During those weeks, Rudolf involved Moldavia's court in his effort to forge an alliance that would strike the Ottomans in Dobruja and move toward Adrianople. The core of the invasion was to be a Wallachian–Moldavian–Zaporizhian alliance, but Rudolf also hoped to attract the Tsardom of Russia and at least some support from the Poles. In April, Komulović met with the Cossack Severyn Nalyvaiko at Kamianets-Podilskyi, and the Sich was formally co-opted into the League. Aaron shared these goals, dispatching his own delegation—comprising Kalogeras and the new Logothete, Crăciun Grigorcea—to negotiate with the Zaporizhians. His court was visited by the Russian merchant Trifon Korobeynikov, who records that the Prince stood up to honor Tsar Feodor at every mention of his name. Aaron also made Vorsi his ambassador to Kraków, hoping to draw Polish support for the uprising. This initiative was defeated by Chancellor Jan Zamoyski, who pursued a pro-Ottoman line and tried to quell a Cossack insurgency, and who probably informed Murad of Aaron's betrayal.
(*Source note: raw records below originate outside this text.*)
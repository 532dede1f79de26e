//! Graph validation
//!
//! Checks referential integrity, duplicate connections and, when a registry
//! is supplied, node types, socket keys, socket compatibility and required
//! inputs. Every problem is collected, not just the first.

use std::collections::{HashMap, HashSet, VecDeque};

use serde::Serialize;

use crate::graph::{Graph, GraphStats};
use crate::registry::NodeRegistry;
use crate::types::{SocketType, ValidationResult};

/// A validation problem with location context
#[derive(Debug, Clone, PartialEq, Serialize)]
#[serde(tag = "kind", rename_all = "camelCase")]
pub enum ValidationIssue {
    /// A connection references a node that is not in the graph
    #[serde(rename_all = "camelCase")]
    UnknownNode {
        connection_id: String,
        node_id: String,
    },
    /// Two connections join the same sockets
    #[serde(rename_all = "camelCase")]
    DuplicateConnection {
        connection_id: String,
        duplicate_of: String,
    },
    /// A node has a type the registry does not know
    #[serde(rename_all = "camelCase")]
    UnknownNodeType {
        node_id: String,
        node_type: String,
    },
    /// A connection names a socket its node's definition does not declare
    #[serde(rename_all = "camelCase")]
    UnknownSocket {
        connection_id: String,
        node_id: String,
        socket: String,
    },
    /// A connection joins sockets of incompatible types
    #[serde(rename_all = "camelCase")]
    IncompatibleSockets {
        connection_id: String,
        source_type: SocketType,
        target_type: SocketType,
    },
    /// A required input is neither connected nor set in the node's data
    #[serde(rename_all = "camelCase")]
    UnconnectedRequiredInput {
        node_id: String,
        input: String,
    },
    /// Nodes without any connection
    #[serde(rename_all = "camelCase")]
    IsolatedNodes { node_ids: Vec<String> },
    /// The connections form at least one cycle
    CycleDetected,
}

impl std::fmt::Display for ValidationIssue {
    fn fmt(&self, f: &mut std::fmt::Formatter<'_>) -> std::fmt::Result {
        match self {
            Self::UnknownNode { connection_id, node_id } => {
                write!(f, "Connection '{}' references unknown node '{}'", connection_id, node_id)
            }
            Self::DuplicateConnection {
                connection_id,
                duplicate_of,
            } => {
                write!(
                    f,
                    "Connection '{}' duplicates connection '{}'",
                    connection_id, duplicate_of
                )
            }
            Self::UnknownNodeType { node_id, node_type } => {
                write!(f, "Unknown node type '{}' for node '{}'", node_type, node_id)
            }
            Self::UnknownSocket {
                connection_id,
                node_id,
                socket,
            } => {
                write!(
                    f,
                    "Connection '{}' uses unknown socket '{}' on node '{}'",
                    connection_id, socket, node_id
                )
            }
            Self::IncompatibleSockets {
                connection_id,
                source_type,
                target_type,
            } => {
                write!(
                    f,
                    "Connection '{}' joins incompatible sockets: {:?} -> {:?}",
                    connection_id, source_type, target_type
                )
            }
            Self::UnconnectedRequiredInput { node_id, input } => {
                write!(f, "Required input '{}' on node '{}' is not connected", input, node_id)
            }
            Self::IsolatedNodes { node_ids } => {
                write!(f, "Found {} isolated nodes: {}", node_ids.len(), node_ids.join(", "))
            }
            Self::CycleDetected => write!(f, "Cycle detected in graph"),
        }
    }
}

impl std::error::Error for ValidationIssue {}

/// Outcome of validating a graph
#[derive(Debug, Clone, PartialEq, Serialize)]
#[serde(rename_all = "camelCase")]
pub struct GraphValidationReport {
    pub is_valid: bool,
    pub errors: Vec<ValidationIssue>,
    pub warnings: Vec<ValidationIssue>,
    pub stats: GraphStats,
}

impl GraphValidationReport {
    /// Flatten into string diagnostics
    pub fn to_result(&self) -> ValidationResult {
        ValidationResult::from_diagnostics(
            self.errors.iter().map(ToString::to_string).collect(),
            self.warnings.iter().map(ToString::to_string).collect(),
        )
    }
}

/// Validate a graph
///
/// Pass a registry to enable node type, socket and required input checks.
pub fn validate_graph(graph: &Graph, registry: Option<&NodeRegistry>) -> GraphValidationReport {
    let mut errors = Vec::new();
    let mut warnings = Vec::new();

    validate_connection_references(graph, &mut errors);
    detect_duplicate_connections(graph, &mut errors);

    if let Some(registry) = registry {
        validate_node_types(graph, registry, &mut errors);
        validate_sockets(graph, registry, &mut errors);
        validate_required_inputs(graph, registry, &mut errors);
    }

    let isolated = graph.isolated_nodes();
    if !isolated.is_empty() {
        warnings.push(ValidationIssue::IsolatedNodes { node_ids: isolated });
    }
    if has_cycle(graph) {
        warnings.push(ValidationIssue::CycleDetected);
    }

    GraphValidationReport {
        is_valid: errors.is_empty(),
        errors,
        warnings,
        stats: graph.stats(),
    }
}

/// Check that all connection endpoints exist
fn validate_connection_references(graph: &Graph, errors: &mut Vec<ValidationIssue>) {
    for connection in graph.connections() {
        for node_id in [&connection.source, &connection.target] {
            if !graph.contains_node(node_id) {
                errors.push(ValidationIssue::UnknownNode {
                    connection_id: connection.id.clone(),
                    node_id: node_id.clone(),
                });
            }
        }
    }
}

fn detect_duplicate_connections(graph: &Graph, errors: &mut Vec<ValidationIssue>) {
    let mut seen: HashMap<(&str, &str, &str, &str), &str> = HashMap::new();
    for c in graph.connections() {
        let key = (
            c.source.as_str(),
            c.source_output.as_str(),
            c.target.as_str(),
            c.target_input.as_str(),
        );
        match seen.get(&key) {
            Some(first) => errors.push(ValidationIssue::DuplicateConnection {
                connection_id: c.id.clone(),
                duplicate_of: first.to_string(),
            }),
            None => {
                seen.insert(key, &c.id);
            }
        }
    }
}

/// Check that all nodes have known types in the registry
fn validate_node_types(graph: &Graph, registry: &NodeRegistry, errors: &mut Vec<ValidationIssue>) {
    for node in graph.nodes() {
        if !registry.has(&node.node_type) {
            errors.push(ValidationIssue::UnknownNodeType {
                node_id: node.id.clone(),
                node_type: node.node_type.clone(),
            });
        }
    }
}

/// Check socket keys and types of every connection between known nodes
fn validate_sockets(graph: &Graph, registry: &NodeRegistry, errors: &mut Vec<ValidationIssue>) {
    let definition_of = |node_id: &str| {
        graph
            .node(node_id)
            .and_then(|node| registry.get(&node.node_type))
    };

    for c in graph.connections() {
        let (Some(source), Some(target)) = (definition_of(&c.source), definition_of(&c.target)) else {
            continue;
        };
        let output = source.find_output(&c.source_output);
        let input = target.find_input(&c.target_input);

        if output.is_none() {
            errors.push(ValidationIssue::UnknownSocket {
                connection_id: c.id.clone(),
                node_id: c.source.clone(),
                socket: c.source_output.clone(),
            });
        }
        if input.is_none() {
            errors.push(ValidationIssue::UnknownSocket {
                connection_id: c.id.clone(),
                node_id: c.target.clone(),
                socket: c.target_input.clone(),
            });
        }
        if let (Some(output), Some(input)) = (output, input) {
            if !output.socket_type.is_compatible_with(&input.socket_type) {
                errors.push(ValidationIssue::IncompatibleSockets {
                    connection_id: c.id.clone(),
                    source_type: output.socket_type,
                    target_type: input.socket_type,
                });
            }
        }
    }
}

/// Check that required inputs are connected or have a data value
fn validate_required_inputs(graph: &Graph, registry: &NodeRegistry, errors: &mut Vec<ValidationIssue>) {
    for node in graph.nodes() {
        let Some(definition) = registry.get(&node.node_type) else {
            continue;
        };
        let connected = graph.connected_inputs(&node.id);
        for input in definition.inputs.iter().filter(|i| i.required) {
            let has_data_value = node.data.get(&input.key).is_some_and(|v| !v.is_null());
            if !connected.contains(input.key.as_str()) && !has_data_value {
                errors.push(ValidationIssue::UnconnectedRequiredInput {
                    node_id: node.id.clone(),
                    input: input.key.clone(),
                });
            }
        }
    }
}

/// Detect cycles using Kahn's algorithm (topological sort)
///
/// Connections with a missing endpoint are ignored.
fn has_cycle(graph: &Graph) -> bool {
    let edges: Vec<(&str, &str)> = graph
        .connections()
        .iter()
        .filter(|c| graph.contains_node(&c.source) && graph.contains_node(&c.target))
        .map(|c| (c.source.as_str(), c.target.as_str()))
        .collect();

    let mut in_degree: HashMap<&str, usize> = graph.nodes().iter().map(|n| (n.id.as_str(), 0)).collect();
    for (_, target) in &edges {
        if let Some(degree) = in_degree.get_mut(target) {
            *degree += 1;
        }
    }

    let mut queue: VecDeque<&str> = in_degree
        .iter()
        .filter(|(_, &degree)| degree == 0)
        .map(|(&id, _)| id)
        .collect();

    let mut visited: HashSet<&str> = HashSet::new();
    while let Some(node_id) = queue.pop_front() {
        visited.insert(node_id);
        for (source, target) in &edges {
            if *source == node_id {
                if let Some(degree) = in_degree.get_mut(target) {
                    *degree -= 1;
                    if *degree == 0 {
                        queue.push_back(target);
                    }
                }
            }
        }
    }

    visited.len() < graph.node_count()
}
The Ottomans again asked from their Crimean vassals that they intervene. Ğazı II Giray submitted, staging a raid on Moldavia: in June 1594, the Crimeans encircled Aron in his capital of Iași, then devastated the surrounding region. Zamoyski made a perfunctory show of support for Moldavia, sending in the Polish-Lithuanian army. In August, it had only reached as far south as Cernăuți (Chernivtsi). The Crimean hordes were nevertheless weakened by the Cossack invasion into their own base, and were vulnerable to attacks when grazing their horses. In July, Cossack troops returned to Moldavia. They were nominally allies of the Empire and responded to Komulović, but were in practice uncontrollable; they also regarded Aaron as a facilitator of the Crimeans, who had allowed Giray passage through Moldavia. Loboda and Nalyvaiko fused their armies, conquering and razing Țuțora before taking Iași, destroying Moldavia's artillery in the process. Aaron, having panicked, barricaded himself in Putna Monastery. He eventually agreed to pay Loboda a large ransom in exchange for his subjects' safety. With help from Báthory and Logothete Ivan Norocea, Aaron was also able to crush another insurgency by pro-Ottoman boyars. Their attempt at a coup formed part of a larger plot involving Balthasar Báthory, nephew of the Transylvanian Prince, and Sándor Kendi.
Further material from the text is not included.